#### Input ####

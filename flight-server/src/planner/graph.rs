//! The airport network graph.
//!
//! A fixed, directed, weighted adjacency structure. Airport codes are
//! interned to dense indices at construction; the adjacency list stores
//! `(neighbor, distance)` pairs. An absent entry means unreachable --
//! there is no zero-or-negative "no edge" marker inside the structure,
//! that convention is rejected at the boundary.

use crate::domain::AirportCode;

/// Error returned when building an invalid graph.
#[derive(Debug, Clone, PartialEq, Eq, thiserror::Error)]
pub enum GraphError {
    /// Edge weight of zero between distinct airports.
    ///
    /// Absent edges are simply not listed; a zero distance is always a
    /// data error.
    #[error("edge {from}->{to} has zero distance")]
    ZeroDistance {
        /// Edge origin.
        from: AirportCode,
        /// Edge target.
        to: AirportCode,
    },

    /// An airport connected to itself.
    #[error("self-loop on {0}")]
    SelfLoop(AirportCode),
}

/// A directed, weighted airport network.
///
/// Immutable once built and shared by value or `Arc`; route planning
/// reads it without locking.
#[derive(Debug, Default, Clone)]
pub struct AirportGraph {
    codes: Vec<AirportCode>,
    adjacency: Vec<Vec<(usize, u64)>>,
}

impl AirportGraph {
    /// Creates an empty graph.
    pub fn new() -> Self {
        Self::default()
    }

    /// Add an airport, returning its dense index.
    ///
    /// Idempotent: adding a known code returns the existing index.
    pub fn add_airport(&mut self, code: AirportCode) -> usize {
        if let Some(idx) = self.index_of(code) {
            return idx;
        }
        self.codes.push(code);
        self.adjacency.push(Vec::new());
        self.codes.len() - 1
    }

    /// Add a directed edge with the given distance.
    ///
    /// Unknown endpoints are interned automatically. Rejects self-loops
    /// and zero distances; for a two-way connection add both directions.
    pub fn add_edge(
        &mut self,
        from: AirportCode,
        to: AirportCode,
        distance: u64,
    ) -> Result<(), GraphError> {
        if from == to {
            return Err(GraphError::SelfLoop(from));
        }
        if distance == 0 {
            return Err(GraphError::ZeroDistance { from, to });
        }

        let from_idx = self.add_airport(from);
        let to_idx = self.add_airport(to);
        self.adjacency[from_idx].push((to_idx, distance));
        Ok(())
    }

    /// Number of airports.
    pub fn airport_count(&self) -> usize {
        self.codes.len()
    }

    /// Total number of directed edges.
    pub fn edge_count(&self) -> usize {
        self.adjacency.iter().map(Vec::len).sum()
    }

    /// The airports, in insertion (index) order.
    pub fn airports(&self) -> &[AirportCode] {
        &self.codes
    }

    /// Dense index of an airport code, if present.
    pub fn index_of(&self, code: AirportCode) -> Option<usize> {
        self.codes.iter().position(|&c| c == code)
    }

    /// Returns true if the airport is part of the network.
    pub fn contains(&self, code: AirportCode) -> bool {
        self.index_of(code).is_some()
    }

    /// Airport code at a dense index.
    ///
    /// # Panics
    ///
    /// Panics if `idx` is out of bounds; indices come from this graph.
    pub fn code(&self, idx: usize) -> AirportCode {
        self.codes[idx]
    }

    /// Outgoing edges of the airport at `idx` as `(neighbor, distance)`.
    pub fn neighbors(&self, idx: usize) -> &[(usize, u64)] {
        &self.adjacency[idx]
    }
}
//! Web layer for the flight itinerary planner.
//!
//! Provides HTTP endpoints for route queries, nearest-price search,
//! itinerary planning and direct seat booking. Thin glue: all validation
//! and state transitions live in the core modules.

mod dto;
mod routes;
mod state;

pub use dto::*;
pub use routes::{AppError, create_router};
pub use state::AppState;
//! Price-ordered flight index.
//!
//! A red-black tree keyed by fare price, one instance per route. The tree
//! is stored as an arena: nodes live in a contiguous `Vec` and refer to
//! parent and children by index, with a reserved sentinel index standing in
//! for absent links. Rotations only rewrite indices, so there are no
//! parent-pointer cycles or shared sentinel nodes to corrupt.

use std::sync::Arc;

use crate::domain::{FlightRecord, Price};

/// Reserved index representing an absent parent or child.
///
/// Sentinel links are always treated as black during rebalancing.
const NIL: usize = usize::MAX;

#[derive(Debug, Clone, Copy, PartialEq, Eq)]
enum Color {
    Red,
    Black,
}

#[derive(Debug)]
struct Node {
    flight: Arc<FlightRecord>,
    parent: usize,
    left: usize,
    right: usize,
    color: Color,
}

impl Node {
    fn new(flight: Arc<FlightRecord>) -> Self {
        Self {
            flight,
            parent: NIL,
            left: NIL,
            right: NIL,
            color: Color::Red,
        }
    }

    fn price(&self) -> Price {
        self.flight.price
    }
}

/// A price-ordered index of the flights on one route.
///
/// Duplicate prices coexist as distinct nodes; inserting never overwrites.
///
/// # Examples
///
/// ```
/// use std::sync::Arc;
/// use flight_server::catalog::PriceIndex;
/// use flight_server::domain::{AirportCode, ClockTime, FlightId, FlightRecord, Price};
///
/// let mut index = PriceIndex::new();
/// for (id, price) in [("FL123", 500.0), ("FL124", 300.0), ("FL125", 450.0)] {
///     let flight = FlightRecord::new(
///         FlightId::parse(id).unwrap(),
///         AirportCode::parse("LAX").unwrap(),
///         AirportCode::parse("ATL").unwrap(),
///         ClockTime::parse_hhmm("08:00").unwrap(),
///         ClockTime::parse_hhmm("12:00").unwrap(),
///         Price::from_major(price).unwrap(),
///         100,
///     )
///     .unwrap();
///     index.insert(Arc::new(flight));
/// }
///
/// let closest = index.nearest(Price::from_major(460.0).unwrap()).unwrap();
/// assert_eq!(closest.id.as_str(), "FL125");
/// ```
#[derive(Debug)]
pub struct PriceIndex {
    nodes: Vec<Node>,
    root: usize,
}

impl Default for PriceIndex {
    fn default() -> Self {
        Self::new()
    }
}

impl PriceIndex {
    /// Creates an empty index.
    pub fn new() -> Self {
        Self {
            nodes: Vec::new(),
            root: NIL,
        }
    }

    /// Number of flights in the index.
    pub fn len(&self) -> usize {
        self.nodes.len()
    }

    /// Returns true if the index holds no flights.
    pub fn is_empty(&self) -> bool {
        self.nodes.is_empty()
    }

    /// Insert a flight, keyed by its price.
    ///
    /// Duplicate prices are kept as distinct entries (equal keys descend
    /// right). Always succeeds; the root may change.
    pub fn insert(&mut self, flight: Arc<FlightRecord>) {
        let new_id = self.nodes.len();
        self.nodes.push(Node::new(flight));

        if self.root == NIL {
            self.root = new_id;
            self.nodes[new_id].color = Color::Black;
            return;
        }

        // Standard BST descent
        let key = self.nodes[new_id].price();
        let mut current = self.root;
        let mut parent = NIL;
        let mut went_left = false;

        while current != NIL {
            parent = current;
            if key < self.nodes[current].price() {
                current = self.nodes[current].left;
                went_left = true;
            } else {
                current = self.nodes[current].right;
                went_left = false;
            }
        }

        self.nodes[new_id].parent = parent;
        if went_left {
            self.nodes[parent].left = new_id;
        } else {
            self.nodes[parent].right = new_id;
        }

        self.insert_fixup(new_id);
    }

    /// Returns the flight whose price is closest to `target`.
    ///
    /// Performs a single descent from the root; in a binary search tree
    /// both the floor and the ceiling of `target` lie on this path, so the
    /// minimum absolute difference is always encountered.
    ///
    /// Tie-break (deterministic): the winner minimizes
    /// `(|price - target|, price)` -- equidistant candidates resolve to the
    /// lower price -- and a later node never displaces the current best on
    /// an equal rank, so among exact duplicates the node closest to the
    /// root along the descent path wins.
    ///
    /// Returns `None` on an empty index.
    pub fn nearest(&self, target: Price) -> Option<Arc<FlightRecord>> {
        let mut best: Option<(u32, Price, usize)> = None;
        let mut current = self.root;

        while current != NIL {
            let node = &self.nodes[current];
            let price = node.price();
            let diff = price.abs_diff(target);

            let improves = match best {
                None => true,
                Some((best_diff, best_price, _)) => (diff, price) < (best_diff, best_price),
            };
            if improves {
                best = Some((diff, price, current));
            }

            current = if target < price { node.left } else { node.right };
        }

        best.map(|(_, _, idx)| Arc::clone(&self.nodes[idx].flight))
    }

    /// Iterate flights in ascending price order.
    ///
    /// Traversal keeps an explicit stack rather than recursing, so depth
    /// is bounded by the tree height without consuming call stack.
    pub fn iter_by_price(&self) -> IterByPrice<'_> {
        let mut iter = IterByPrice {
            index: self,
            stack: Vec::new(),
        };
        iter.push_left_spine(self.root);
        iter
    }

    fn insert_fixup(&mut self, mut node: usize) {
        while node != self.root && self.color_of(self.nodes[node].parent) == Color::Red {
            let parent = self.nodes[node].parent;
            // Parent is red, so it cannot be the root and a grandparent exists
            let grandparent = self.nodes[parent].parent;

            if parent == self.nodes[grandparent].left {
                let uncle = self.nodes[grandparent].right;

                if self.color_of(uncle) == Color::Red {
                    // Case 1: red uncle, push blackness down from grandparent
                    self.nodes[parent].color = Color::Black;
                    self.nodes[uncle].color = Color::Black;
                    self.nodes[grandparent].color = Color::Red;
                    node = grandparent;
                } else {
                    if node == self.nodes[parent].right {
                        // Case 2: rotate inner child to the outside
                        node = parent;
                        self.rotate_left(node);
                    }
                    // Case 3: outer child, rotate the grandparent
                    let parent = self.nodes[node].parent;
                    let grandparent = self.nodes[parent].parent;
                    self.nodes[parent].color = Color::Black;
                    self.nodes[grandparent].color = Color::Red;
                    self.rotate_right(grandparent);
                }
            } else {
                // Mirror image: parent is a right child
                let uncle = self.nodes[grandparent].left;

                if self.color_of(uncle) == Color::Red {
                    self.nodes[parent].color = Color::Black;
                    self.nodes[uncle].color = Color::Black;
                    self.nodes[grandparent].color = Color::Red;
                    node = grandparent;
                } else {
                    if node == self.nodes[parent].left {
                        node = parent;
                        self.rotate_right(node);
                    }
                    let parent = self.nodes[node].parent;
                    let grandparent = self.nodes[parent].parent;
                    self.nodes[parent].color = Color::Black;
                    self.nodes[grandparent].color = Color::Red;
                    self.rotate_left(grandparent);
                }
            }
        }

        let root = self.root;
        self.nodes[root].color = Color::Black;
    }

    fn rotate_left(&mut self, x: usize) {
        let y = self.nodes[x].right;
        let y_left = self.nodes[y].left;
        let x_parent = self.nodes[x].parent;

        self.nodes[x].right = y_left;
        if y_left != NIL {
            self.nodes[y_left].parent = x;
        }

        self.nodes[y].parent = x_parent;
        if x == self.root {
            self.root = y;
        } else if x == self.nodes[x_parent].left {
            self.nodes[x_parent].left = y;
        } else {
            self.nodes[x_parent].right = y;
        }

        self.nodes[y].left = x;
        self.nodes[x].parent = y;
    }

    fn rotate_right(&mut self, y: usize) {
        let x = self.nodes[y].left;
        let x_right = self.nodes[x].right;
        let y_parent = self.nodes[y].parent;

        self.nodes[y].left = x_right;
        if x_right != NIL {
            self.nodes[x_right].parent = y;
        }

        self.nodes[x].parent = y_parent;
        if y == self.root {
            self.root = x;
        } else if y == self.nodes[y_parent].right {
            self.nodes[y_parent].right = x;
        } else {
            self.nodes[y_parent].left = x;
        }

        self.nodes[x].right = y;
        self.nodes[y].parent = x;
    }

    /// Color of a node index, treating sentinel links as black.
    fn color_of(&self, idx: usize) -> Color {
        if idx == NIL {
            Color::Black
        } else {
            self.nodes[idx].color
        }
    }
}

/// Ascending-price iterator over a [`PriceIndex`].
#[derive(Debug)]
pub struct IterByPrice<'a> {
    index: &'a PriceIndex,
    stack: Vec<usize>,
}

impl<'a> IterByPrice<'a> {
    fn push_left_spine(&mut self, mut idx: usize) {
        while idx != NIL {
            self.stack.push(idx);
            idx = self.index.nodes[idx].left;
        }
    }
}

impl<'a> Iterator for IterByPrice<'a> {
    type Item = &'a Arc<FlightRecord>;

    fn next(&mut self) -> Option<Self::Item> {
        let idx = self.stack.pop()?;
        let node = &self.index.nodes[idx];
        self.push_left_spine(node.right);
        Some(&node.flight)
    }
}

#[cfg(test)]
impl PriceIndex {
    /// Panics unless every red-black and structural invariant holds.
    fn assert_invariants(&self) {
        if self.root == NIL {
            assert!(self.nodes.is_empty());
            return;
        }

        assert_eq!(
            self.nodes[self.root].color,
            Color::Black,
            "root must be black"
        );
        assert_eq!(self.nodes[self.root].parent, NIL, "root must have no parent");
        self.check_subtree(self.root);

        // In-order traversal must be sorted; also proves every node is
        // reachable exactly once.
        let prices: Vec<Price> = self.iter_by_price().map(|f| f.price).collect();
        assert_eq!(prices.len(), self.nodes.len());
        assert!(prices.windows(2).all(|w| w[0] <= w[1]), "not price-ordered");
    }

    /// Returns the black-height of the subtree rooted at `idx`.
    fn check_subtree(&self, idx: usize) -> u32 {
        if idx == NIL {
            return 1;
        }

        let node = &self.nodes[idx];

        if node.color == Color::Red {
            assert_eq!(self.color_of(node.left), Color::Black, "red node, red left child");
            assert_eq!(self.color_of(node.right), Color::Black, "red node, red right child");
        }

        for child in [node.left, node.right] {
            if child != NIL {
                assert_eq!(self.nodes[child].parent, idx, "broken parent link");
            }
        }

        let left_height = self.check_subtree(node.left);
        let right_height = self.check_subtree(node.right);
        assert_eq!(left_height, right_height, "black-height mismatch");

        left_height + u32::from(node.color == Color::Black)
    }
}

####

What to work on: Report how many lines in the data include the string "directed", giving nothing but that number.

Answer for this exercise: 4